Mais il restait aussi autre chose : une vérité dite à voix haute, des chevaux retrouvés, une chance de repartir sur des bases plus solides.
Quand ils atteignirent une hauteur, Silas s'arrêta un instant. Le vent apportait une odeur de sauge et de terre chaude. Il pensa à June, à sa tresse brune et à son regard têtu. Il espéra qu'elle trouverait un foyer dans cette ville rêche, un endroit où l'on vous serre la main au lieu de vous repousser.

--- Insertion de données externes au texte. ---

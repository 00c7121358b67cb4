//! Remote Transcript Sources
//!
//! Contracts and shared types for fetching transcripts from remote
//! services, plus the ordered-language lookup that drives them:
//! - The Vocaminary cloud transcript API
//! - A locally running yt-dlp extraction service
//! - The rate-limit gate and usage/health telemetry around them

mod ratelimit;
mod telemetry;
mod vocaminary;
mod ytdlp;

pub use ratelimit::RateLimitClient;
pub use telemetry::{Telemetry, TelemetryMetrics};
pub use vocaminary::VocaminaryClient;
pub use ytdlp::YtdlpClient;

use async_trait::async_trait;
use serde::{Deserialize, Serialize};
use tracing::debug;

use crate::core::captions::{CaptionData, Segment};
use crate::core::{CoreError, CoreResult, TimeSec, UsageSnapshot};

// =============================================================================
// Transcript Payload
// =============================================================================

/// A timed text run without word-level structure.
#[derive(Clone, Debug, PartialEq, Serialize, Deserialize)]
#[serde(rename_all = "camelCase")]
pub struct TimedText {
    pub start: TimeSec,
    pub end: TimeSec,
    pub text: String,
}

/// What a transcript source actually delivered, tagged by shape.
///
/// Sources differ in how refined their output is: the cloud API returns
/// fully tokenized segments, the local extractor returns either timed text
/// or a raw VTT document. Downstream code matches on the shape instead of
/// probing optional fields.
#[derive(Clone, Debug, PartialEq, Serialize, Deserialize)]
#[serde(tag = "kind", content = "payload", rename_all = "camelCase")]
pub enum TranscriptPayload {
    /// Display-ready segments with word structure
    Segments(Vec<Segment>),
    /// Timed text runs that still need tokenization and segmentation
    TextCaptions(Vec<TimedText>),
    /// A raw WebVTT document that still needs parsing
    VttContent(String),
}

impl TranscriptPayload {
    /// Number of units in the payload; zero for unparsed VTT.
    pub fn unit_count(&self) -> usize {
        match self {
            Self::Segments(segments) => segments.len(),
            Self::TextCaptions(captions) => captions.len(),
            Self::VttContent(_) => 0,
        }
    }
}

/// A successful fetch from a transcript source.
#[derive(Clone, Debug, PartialEq)]
pub struct TranscriptResult {
    pub payload: TranscriptPayload,
    pub caption_data: CaptionData,
    /// True when the source served its own cached copy
    pub from_cache: bool,
}

// =============================================================================
// Source Contract
// =============================================================================

/// A remote service that can deliver a transcript for a video.
#[async_trait]
pub trait TranscriptSource: Send + Sync {
    /// Source identifier as recorded in caption provenance
    fn name(&self) -> &'static str;

    /// Fetches the transcript for one video in one language
    async fn fetch_transcript(
        &self,
        video_id: &str,
        language: &str,
    ) -> CoreResult<TranscriptResult>;
}

// =============================================================================
// Rate-Limit Gate
// =============================================================================

/// Outcome of a rate-limit check.
#[derive(Clone, Debug, Default, PartialEq)]
pub struct RateLimitDecision {
    pub allowed: bool,
    /// Seconds until the caller may retry, when denied
    pub wait_time_secs: u64,
    /// Human-readable denial reason
    pub reason: String,
    pub usage: Option<UsageSnapshot>,
}

impl RateLimitDecision {
    /// An unconditional allow, used when no gate applies.
    pub fn allow() -> Self {
        Self {
            allowed: true,
            ..Default::default()
        }
    }
}

/// Pre-fetch admission check against the usage service.
///
/// Implementations fail open: if the service is unreachable the check
/// allows the fetch, since blocking captions on a quota endpoint outage
/// is worse than briefly overshooting a quota.
#[async_trait]
pub trait RateLimitGate: Send + Sync {
    async fn check(&self, video_id: &str, language: &str) -> RateLimitDecision;
}

// =============================================================================
// Ordered-Language Lookup
// =============================================================================

/// One failed language attempt, kept for diagnostics.
#[derive(Clone, Debug)]
pub struct LanguageAttempt {
    pub language: String,
    pub error: CoreError,
}

/// Tries each language in priority order against `source`, returning the
/// first success along with the attempts that failed before it.
///
/// When every language fails, the last error is returned and the full
/// attempt list is logged so a missing track is distinguishable from a
/// service outage.
pub async fn fetch_first_language(
    source: &dyn TranscriptSource,
    video_id: &str,
    languages: &[String],
) -> Result<(TranscriptResult, Vec<LanguageAttempt>), (CoreError, Vec<LanguageAttempt>)> {
    let mut attempts = Vec::new();

    for language in languages {
        debug!(video_id, language, source = source.name(), "trying language");
        match source.fetch_transcript(video_id, language).await {
            Ok(result) => return Ok((result, attempts)),
            Err(error) => attempts.push(LanguageAttempt {
                language: language.clone(),
                error,
            }),
        }
    }

    let last_error = attempts
        .last()
        .map(|a| a.error.clone())
        .unwrap_or_else(|| CoreError::Internal("no languages configured".to_string()));

    Err((last_error, attempts))
}

// =============================================================================
// Tests
// =============================================================================

#[cfg(test)]
mod tests {
    use super::*;
    use crate::core::captions::CaptionKind;
    use std::sync::atomic::{AtomicUsize, Ordering};

    struct ScriptedSource {
        succeed_on: Option<&'static str>,
        calls: AtomicUsize,
    }

    #[async_trait]
    impl TranscriptSource for ScriptedSource {
        fn name(&self) -> &'static str {
            "scripted"
        }

        async fn fetch_transcript(
            &self,
            _video_id: &str,
            language: &str,
        ) -> CoreResult<TranscriptResult> {
            self.calls.fetch_add(1, Ordering::SeqCst);
            if self.succeed_on == Some(language) {
                Ok(TranscriptResult {
                    payload: TranscriptPayload::TextCaptions(vec![]),
                    caption_data: CaptionData {
                        language: language.to_string(),
                        kind: CaptionKind::Manual,
                        source: "scripted".to_string(),
                        count: 0,
                    },
                    from_cache: false,
                })
            } else {
                Err(CoreError::Upstream {
                    kind: crate::core::UpstreamErrorKind::NoTranscript,
                    message: format!("no {language} transcript"),
                    warp_active: None,
                })
            }
        }
    }

    fn langs(list: &[&str]) -> Vec<String> {
        list.iter().map(|s| s.to_string()).collect()
    }

    #[tokio::test]
    async fn test_first_language_success_skips_rest() {
        let source = ScriptedSource {
            succeed_on: Some("en"),
            calls: AtomicUsize::new(0),
        };

        let (result, attempts) = fetch_first_language(&source, "vid", &langs(&["en", "de"]))
            .await
            .unwrap();

        assert_eq!(result.caption_data.language, "en");
        assert!(attempts.is_empty());
        assert_eq!(source.calls.load(Ordering::SeqCst), 1);
    }

    #[tokio::test]
    async fn test_falls_through_to_later_language() {
        let source = ScriptedSource {
            succeed_on: Some("de"),
            calls: AtomicUsize::new(0),
        };

        let (result, attempts) = fetch_first_language(&source, "vid", &langs(&["en", "de"]))
            .await
            .unwrap();

        assert_eq!(result.caption_data.language, "de");
        assert_eq!(attempts.len(), 1);
        assert_eq!(attempts[0].language, "en");
    }

    #[tokio::test]
    async fn test_all_languages_fail_returns_last_error() {
        let source = ScriptedSource {
            succeed_on: None,
            calls: AtomicUsize::new(0),
        };

        let (error, attempts) = fetch_first_language(&source, "vid", &langs(&["en", "de"]))
            .await
            .unwrap_err();

        assert_eq!(attempts.len(), 2);
        assert!(matches!(error, CoreError::Upstream { .. }));
        assert!(error.to_string().contains("de"));
    }

    #[test]
    fn test_payload_tagged_serialization() {
        let payload = TranscriptPayload::VttContent("WEBVTT".to_string());
        let json = serde_json::to_string(&payload).unwrap();
        assert_eq!(json, r#"{"kind":"vttContent","payload":"WEBVTT"}"#);

        let parsed: TranscriptPayload = serde_json::from_str(&json).unwrap();
        assert_eq!(parsed, payload);
    }

    #[test]
    fn test_payload_unit_count() {
        assert_eq!(TranscriptPayload::VttContent(String::new()).unit_count(), 0);
        assert_eq!(
            TranscriptPayload::TextCaptions(vec![TimedText {
                start: 0.0,
                end: 1.0,
                text: "hi".to_string(),
            }])
            .unit_count(),
            1
        );
    }
}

— Silas ? demanda Bo. À quoi tu penses ?
Silas ajusta son chapeau.
— Que dans l'Ouest, on traverse beaucoup de poussière. Mais si on garde les yeux ouverts et le cœur droit, on finit par trouver de l'eau claire.
Bo sembla réfléchir, puis répondit :
— Et si on tombe quand même ?
Silas fit claquer doucement sa langue pour faire avancer Orage.
— Alors on se relève. Et on dit la vérité sur pourquoi on est tombés. C'est comme ça qu'on apprend à marcher, même en bottes.
Ils reprirent la route. Le soleil descendait lentement, et la plaine s'étendait, vaste et calme, comme une promesse tenue.